Bright colored beads strung and wired in interesting and exquisite combinations spilled over the tables. Greeting cards with English phrases filled the table behind. The hours upon hours of delicate and devoted work of so many hands that previously turned tricks now produce elegant products to sell. Products of which they are proud. Products which finance the economy of the single parent home. It struck me today, mostly because I am slow, that none of the households on the grounds of House of Hope have a man. The care of the children and the bread winning are done by the woman who bravely walked away from the only life she knew. Truly the fatherless and the widow; and yet they are industrious. “She selects wool and flax and works with eager hands….She considers a field and buys it; out of her earnings she plants a vineyard. She sets about her work vigorously; her arms are strong for her tasks.” Proverbs 31:13&16-17

The bead display followed another testimony given at lunch break of a Nicaraguan woman now on staff with House of Hope. Several pounds of beads that will be used to make more of this intricate jewelry were carefully purchased, packed and flown from the United States. They will be put to good use. You might even wear them one day. This woman who shared suffered her life of prostitution for 12 years before the final night she vowed to leave. That particular night she devoted her life to Christ and promised to no longer continue in such work of destroying the temple within her. She took home equivalent to a month’s wages after that night and has never looked back. It reminded me of the story of the woman with the oil that never ran out. A promise to God and He provided. Her children wore shoes and had clothing, backpacks and notebooks after she came to House of Hope. She completed the 4 year program and now works on staff mentoring other women in the community, tutoring the children in their studies, and travels to Honduras to minister when April cannot go. Her children are successful in their own right and the cycle of prostitution stopped with her. She stood in the gap and Jesus won. Today Love wins.  

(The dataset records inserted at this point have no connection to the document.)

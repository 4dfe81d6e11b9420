//! Whole-program binding tests.

use ember_binder::symbol::FunctionSymbol;
use ember_binder::{
    bind_program, BindSession, BoundBlockStatement, BoundExpressionKind, BoundLabel, BoundProgram, BoundStatement,
    Lowerer, TypeSymbol,
};
use ember_diagnostics::{DiagnosticCollection, ErrorKind};
use ember_syntax::build::*;
use ember_syntax::{BinaryOperatorKind, CompilationUnit, Member};
use std::cell::RefCell;
use std::rc::Rc;

/// Helper: bind a unit with a fresh session.
fn bind(unit: &CompilationUnit) -> (BoundProgram, DiagnosticCollection) {
    let mut session = BindSession::new();
    let program = bind_program(&mut session, unit);
    (program, session.take_diagnostics())
}

/// Records which functions were lowered and marks every lowered body with
/// a trailing `lowered` label.
struct RecordingLowerer {
    seen: Rc<RefCell<Vec<String>>>,
}

impl Lowerer for RecordingLowerer {
    fn lower(&mut self, function: &FunctionSymbol, mut body: BoundBlockStatement) -> BoundBlockStatement {
        self.seen.borrow_mut().push(function.name.clone());
        let span = body.span;
        body.statements.push(BoundStatement::Label {
            label: BoundLabel::new("lowered"),
            span,
        });
        body
    }
}

fn increment() -> ember_syntax::Expression {
    lambda(
        vec![param("x", ty("int"))],
        Some(ty("int")),
        vec![return_stmt(Some(binary(name("x"), BinaryOperatorKind::Plus, int(1))))],
    )
}

/// A small program touching every kind of member.
fn sample_program() -> CompilationUnit {
    let counter = class(
        "Counter",
        vec![
            global(set("value", int(0))),
            public_function(
                "Bump",
                vec![param("by", ty("int"))],
                Some(ty("int")),
                vec![
                    expr_stmt(assign("value", binary(name("value"), BinaryOperatorKind::Plus, name("by")))),
                    return_stmt(Some(name("value"))),
                ],
            )
            .into(),
        ],
    );
    let twice = function(
        "twice",
        vec![param("n", ty("int"))],
        Some(ty("int")),
        vec![return_stmt(Some(binary(name("n"), BinaryOperatorKind::Star, int(2))))],
    );

    let mut members: Vec<Member> = vec![
        global(var("c", make("Counter", vec![]))),
        global(var("total", call("twice", vec![type_call(name("c"), "Bump", vec![int(3)])]))),
        enumeration("Mode", &[("Off", None), ("On", None)]).into(),
        structure("Pair", vec![param("a", ty("int")), param("b", ty("string"))]).into(),
        counter.into(),
        twice.into(),
    ];
    members.extend(
        vec![
            var("p", make_struct("Pair", vec![int(1), string("x")])),
            var("m", field(name("Mode"), "On")),
            var("step", increment()),
            if_stmt(
                binary(name("total"), BinaryOperatorKind::Greater, int(2)),
                block(vec![expr_stmt(call("Print", vec![string("big")]))]),
                Some(block(vec![expr_stmt(call("Print", vec![call("string", vec![name("total")])]))])),
            ),
            from_to(
                "i",
                int(0),
                int(3),
                block(vec![expr_stmt(assign(
                    "total",
                    binary(name("total"), BinaryOperatorKind::Plus, name("i")),
                ))]),
            ),
        ]
        .into_iter()
        .map(global),
    );
    unit(members)
}

// ============================================================================
// Whole programs
// ============================================================================

#[test]
fn test_well_formed_program_has_no_error_types() {
    let (program, diagnostics) = bind(&sample_program());
    assert!(diagnostics.is_empty(), "Expected no diagnostics, got {:?}", diagnostics.kinds());

    let mut visited = 0;
    program.for_each_expression(&mut |expression| {
        visited += 1;
        assert!(
            !expression.ty.contains_error(),
            "Expected no error types, got {:?}",
            expression.kind
        );
    });
    assert!(visited > 20, "Expected to visit every expression, got {}", visited);

    assert_eq!(program.functions.len(), 1);
    assert_eq!(program.classes.len(), 1);
    assert_eq!(program.structs.len(), 1);
    assert_eq!(program.enums.len(), 1);
    assert_eq!(program.main.body.statements.len(), 7);
}

#[test]
fn test_main_is_public_and_void() {
    let (program, _) = bind(&sample_program());
    let main = &program.main.symbol;
    assert_eq!(main.name, "main");
    assert!(main.is_public);
    assert_eq!(main.return_type, TypeSymbol::VOID);
    assert!(main.parameters.is_empty());
}

#[test]
fn test_errors_do_not_stop_binding() {
    let unit = unit(vec![
        global(var("a", name("missing"))),
        function("f", vec![param("x", ty("Nope"))], None, vec![break_stmt()]).into(),
        global(var("b", int(1))),
        class("C", vec![global(var("local", int(1)))]).into(),
    ]);
    let (program, diagnostics) = bind(&unit);
    assert_eq!(diagnostics.error_count(), 4, "Expected 4 errors, got {:?}", diagnostics.kinds());
    assert!(diagnostics.contains(ErrorKind::UnknownDataType));
    assert!(diagnostics.contains(ErrorKind::OutsideBreak));

    assert_eq!(program.main.body.statements.len(), 2);
    assert_eq!(program.functions.len(), 1);
    assert_eq!(program.classes.len(), 1);
    assert!(program.functions[0].symbol.parameters[0].ty.is_error());
}

#[test]
fn test_labels_restart_in_every_function() {
    let looping = || vec![while_stmt(boolean(true), block(vec![break_stmt()]))];
    let (program, diagnostics) = bind(&unit(vec![
        function("a", vec![], None, looping()).into(),
        function("b", vec![], None, looping()).into(),
    ]));
    assert!(diagnostics.is_empty());
    for function in &program.functions {
        let BoundStatement::While { break_label, .. } = &function.body.statements[0] else {
            panic!("Expected a while loop in {}", function.symbol.name);
        };
        assert_eq!(break_label.name(), "break1");
    }
}

// ============================================================================
// Lowering
// ============================================================================

#[test]
fn test_only_lambdas_are_lowered_while_binding() {
    let seen = Rc::new(RefCell::new(Vec::new()));
    let mut session = BindSession::new().with_lowerer(RecordingLowerer { seen: Rc::clone(&seen) });
    let unit = unit(vec![
        function("f", vec![], None, vec![var("inner", increment())]).into(),
        global(var("outer", increment())),
    ]);
    let program = bind_program(&mut session, &unit);
    assert!(session.diagnostics.is_empty(), "got {:?}", session.diagnostics.kinds());

    assert_eq!(*seen.borrow(), ["$lambda0", "$lambda1"]);

    let BoundStatement::VariableDeclaration {
        initializer: Some(outer),
        ..
    } = &program.main.body.statements[0]
    else {
        panic!("Expected a declaration");
    };
    let BoundExpressionKind::Lambda { function, body } = &outer.kind else {
        panic!("Expected a lambda, got {:?}", outer.kind);
    };
    assert_eq!(function.name, "$lambda0");
    assert!(matches!(body.statements.last(), Some(BoundStatement::Label { label, .. }) if label.name() == "lowered"));

    // Function bodies are left for the lowering pass.
    let f_body = &program.functions[0].body.statements;
    assert!(!f_body.iter().any(|s| matches!(s, BoundStatement::Label { .. })));
}

#[test]
fn test_lambda_type_is_an_action() {
    let (program, diagnostics) = bind(&unit(vec![global(var("step", increment()))]));
    assert!(diagnostics.is_empty());
    let BoundStatement::VariableDeclaration { variable, .. } = &program.main.body.statements[0] else {
        panic!("Expected a declaration");
    };
    assert_eq!(variable.ty, TypeSymbol::action(vec![TypeSymbol::INT], TypeSymbol::INT));
}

The work of yesterday spilled into today almost as if we had never left and slept. However, there was a greater sense of meaning, a sense of urgency for the work we knew lay ahead. Aside from the pathology we are seeing and diagnosing at the Medical, Dental and Gynecologic clinics, we are also facing vulnerable and broken hearts searching for love and grace. The women we first met on Sunday have continued to come through the gates, bringing their friends and pondering an escape from their current vicious cycle of metaphorical slavery and searching for a better way to care for themselves and their children. And in the end we are not so much different from these broken women. In fact, I would venture a guess we are just as broken despite our clean clothes, keen shoes, head lamps and umbrellas. We are of the same humanity banned from the Garden of Eden, seeking redemption and to be perfected. In such brokenness we are made whole; for the cracks display the beauty born out of brokenness. As we learned this eve, there is a glass made to take advantage of the color spectrum displayed when the light is at just the right angle to shine through the crackle glass. From afar it appears to be ordinary glass formed in functional objects, but up close the thin cracks divulge a greater secret that beauty abounds in imperfection.

Though Nicaragua is currently in the rainy season, we had avoided such downpour until today. Just after we had settled into our clinics the clouds let loose their pent up moisture and rain tumbled to the earth throughout the day and into this night. One of the vans was unable to cross the road for the river that started to flow and were forced along a different route to the hotel. They made it by the grace of God. The rain continues to pound the tin roofs and flood the streets. We may be walking through this mud and water tomorrow to reach our clinics.